Norbert Bischofberger, Gilead's EVP of Research and Development and CSO, said, "Based on Phase 3 studies, we believe that sofosbuvir has the potential to provide high cure rates among genotype 2 patients in just 12 weeks of interferon-free therapy.”
Sovaldi
The NDA request occurs at a time when the industry is debating the high costs of drugs like Sovaldi, which is sold at a price of $1,000 a pill in the U.S. In Japan, where the government regulates drugs and prices, the NDA is likely to be considered in an environment of cost consciousness. Recently the Scottish Medicines Consortium (SMC) decided that the Sovaldi price was too high and restricted it to patients only if conventional treatments failed. In the U.K., the National Institute for Health and Care Excellence (NICE) has requested more information on the cost-effectiveness of Sovaldi before authorizing and funding the drug.

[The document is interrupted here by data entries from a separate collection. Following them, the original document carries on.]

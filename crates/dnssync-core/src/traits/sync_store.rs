// # Sync Store Trait
//
// Defines the interface for the record cache and sync history.
//
// ## Purpose
//
// The sync store durably holds:
// - The authoritative hub snapshot (served stale when the hub is down)
// - The last snapshot pushed to each spoke
// - An append-only history of sync runs
//
// ## Implementations
//
// - File-based: JSON file with atomic write-then-rename
// - In-memory: tests and ephemeral deployments
//
// ## Usage
//
// ```rust,ignore
// use dnssync_core::SyncStore;
//
// async fn show(store: &dyn SyncStore) -> dnssync_core::Result<()> {
//     if let Some(records) = store.get_cached_hub_records("pihole-main").await? {
//         println!("{} cached records", records.len());
//     }
//     Ok(())
// }
// ```

use async_trait::async_trait;
use chrono::{DateTime, Utc};
use serde::{Deserialize, Serialize};
use std::collections::BTreeMap;

use crate::config::SyncMode;
use crate::engine::SyncStats;
use crate::record::{RecordSet, RecordType};

/// Outcome of a sync run
#[derive(Debug, Clone, Copy, PartialEq, Eq, Serialize, Deserialize)]
#[serde(rename_all = "lowercase")]
pub enum SyncStatus {
    /// Run completed (individual conflicts may still have occurred)
    Success,
    /// Run aborted before or during reconciliation
    Error,
}

/// One immutable history entry
#[derive(Debug, Clone, PartialEq, Eq, Serialize, Deserialize)]
pub struct SyncRun {
    /// Server the run targeted
    pub server_name: String,
    /// Adapter type of that server
    pub server_type: String,
    /// Whether the server was acting as hub or spoke
    pub role: SyncMode,
    /// When the run started
    pub started_at: DateTime<Utc>,
    /// When the run finished
    pub finished_at: DateTime<Utc>,
    /// Records added
    pub added: usize,
    /// Records removed
    pub removed: usize,
    /// Per-record failures
    pub conflicts: usize,
    /// A records in the target snapshot after the run
    pub a_records: usize,
    /// CNAME records in the target snapshot after the run
    pub cname_records: usize,
    /// Success or error
    pub status: SyncStatus,
    /// Causal error message when `status` is `Error`
    #[serde(default, skip_serializing_if = "Option::is_none")]
    pub error: Option<String>,
}

impl SyncRun {
    /// Build a successful run
    pub fn success(
        server_name: impl Into<String>,
        server_type: impl Into<String>,
        role: SyncMode,
        started_at: DateTime<Utc>,
        stats: &SyncStats,
    ) -> Self {
        Self::build(server_name, server_type, role, started_at, stats, None)
    }

    /// Build a failed run
    pub fn failure(
        server_name: impl Into<String>,
        server_type: impl Into<String>,
        role: SyncMode,
        started_at: DateTime<Utc>,
        stats: &SyncStats,
        error: impl Into<String>,
    ) -> Self {
        Self::build(
            server_name,
            server_type,
            role,
            started_at,
            stats,
            Some(error.into()),
        )
    }

    fn build(
        server_name: impl Into<String>,
        server_type: impl Into<String>,
        role: SyncMode,
        started_at: DateTime<Utc>,
        stats: &SyncStats,
        error: Option<String>,
    ) -> Self {
        Self {
            server_name: server_name.into(),
            server_type: server_type.into(),
            role,
            started_at,
            finished_at: Utc::now(),
            added: stats.added,
            removed: stats.removed,
            conflicts: stats.conflicts,
            a_records: stats.a_records,
            cname_records: stats.cname_records,
            status: if error.is_some() {
                SyncStatus::Error
            } else {
                SyncStatus::Success
            },
            error,
        }
    }

    /// Whether the run succeeded
    pub fn is_success(&self) -> bool {
        self.status == SyncStatus::Success
    }
}

/// A persisted record snapshot with its write time
#[derive(Debug, Clone, PartialEq, Eq, Serialize, Deserialize)]
pub struct Snapshot {
    /// Records in canonical form
    pub records: RecordSet,
    /// When the snapshot was written
    pub updated_at: DateTime<Utc>,
}

impl Snapshot {
    /// Stamp a record set with the current time
    pub fn now(records: RecordSet) -> Self {
        Self {
            records,
            updated_at: Utc::now(),
        }
    }
}

/// Trait for record cache / history store implementations
///
/// # Thread Safety
///
/// All methods must be safe to call concurrently from multiple tasks.
///
/// # Atomicity
///
/// `save_hub_records` and `save_spoke_records` are full replaces: no reader
/// may observe a partially written record set.
///
/// # Read accessors
///
/// Every `get_*`, `history` and `last_sync` call is side-effect-free.
#[async_trait]
pub trait SyncStore: Send + Sync {
    /// Replace the authoritative snapshot for a hub
    async fn save_hub_records(&self, hub_name: &str, records: &RecordSet)
    -> Result<(), crate::Error>;

    /// Load the authoritative snapshot for a hub
    ///
    /// # Returns
    ///
    /// - `Ok(Some(Snapshot))`: the last persisted snapshot
    /// - `Ok(None)`: the hub has never been cached
    /// - `Err(Error)`: storage error
    async fn get_hub_snapshot(&self, hub_name: &str) -> Result<Option<Snapshot>, crate::Error>;

    /// Replace the last-applied snapshot for a spoke
    async fn save_spoke_records(
        &self,
        spoke_name: &str,
        records: &RecordSet,
    ) -> Result<(), crate::Error>;

    /// Load the last-applied snapshot for a spoke
    async fn get_spoke_snapshot(&self, spoke_name: &str)
    -> Result<Option<Snapshot>, crate::Error>;

    /// Append a history entry
    async fn record_sync_run(&self, run: &SyncRun) -> Result<(), crate::Error>;

    /// History entries, newest first, optionally filtered to one server
    async fn history(
        &self,
        limit: usize,
        server_name: Option<&str>,
    ) -> Result<Vec<SyncRun>, crate::Error>;

    /// Delete history entries, optionally for one server only
    ///
    /// # Returns
    ///
    /// The number of entries removed
    async fn clear_history(&self, server_name: Option<&str>) -> Result<usize, crate::Error>;

    /// Persist any pending changes
    async fn flush(&self) -> Result<(), crate::Error>;

    /// Cached hub records, if any
    async fn get_cached_hub_records(
        &self,
        hub_name: &str,
    ) -> Result<Option<RecordSet>, crate::Error> {
        Ok(self.get_hub_snapshot(hub_name).await?.map(|s| s.records))
    }

    /// When the hub cache was last refreshed
    async fn get_cache_last_updated(
        &self,
        hub_name: &str,
    ) -> Result<Option<DateTime<Utc>>, crate::Error> {
        Ok(self.get_hub_snapshot(hub_name).await?.map(|s| s.updated_at))
    }

    /// Per-type counts of the cached hub records
    async fn get_cache_record_counts(
        &self,
        hub_name: &str,
    ) -> Result<BTreeMap<RecordType, usize>, crate::Error> {
        Ok(self
            .get_hub_snapshot(hub_name)
            .await?
            .map(|s| s.records.counts())
            .unwrap_or_default())
    }

    /// Last-applied spoke records, if any
    async fn get_spoke_records(
        &self,
        spoke_name: &str,
    ) -> Result<Option<RecordSet>, crate::Error> {
        Ok(self.get_spoke_snapshot(spoke_name).await?.map(|s| s.records))
    }

    /// Per-type counts of the last-applied spoke records
    async fn get_spoke_record_counts(
        &self,
        spoke_name: &str,
    ) -> Result<BTreeMap<RecordType, usize>, crate::Error> {
        Ok(self
            .get_spoke_snapshot(spoke_name)
            .await?
            .map(|s| s.records.counts())
            .unwrap_or_default())
    }

    /// Most recent history entry for a server
    async fn last_sync(&self, server_name: &str) -> Result<Option<SyncRun>, crate::Error> {
        Ok(self.history(1, Some(server_name)).await?.into_iter().next())
    }
}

Gilead’s application seeking a new indication in Japan was based on a Phase III clinical trial. The study, conducted in Japan, evaluated treatment-naïve and treatment-experienced genotype 2 patients. Investigators found that 97 percent of patients achieved a sustained virologic response 12 weeks after completing therapy. Physicians consider those patients cured.
Sovaldi and Ledipasvir
Gilead is also conducting trials of sofosbuvir and ledipasvir in a Phase III trial in Japan treating genotype 1 HCV infected patients, the most common strain of HCV in Japan. Participants are taking a once-daily fixed-dose combination of sofosbuvir (400 mg) and the NS5A inhibitor ledipasvir (90 mg), with and without RBV. Gilead intends to file an NDA in Japan for this indication in the second half of 2014.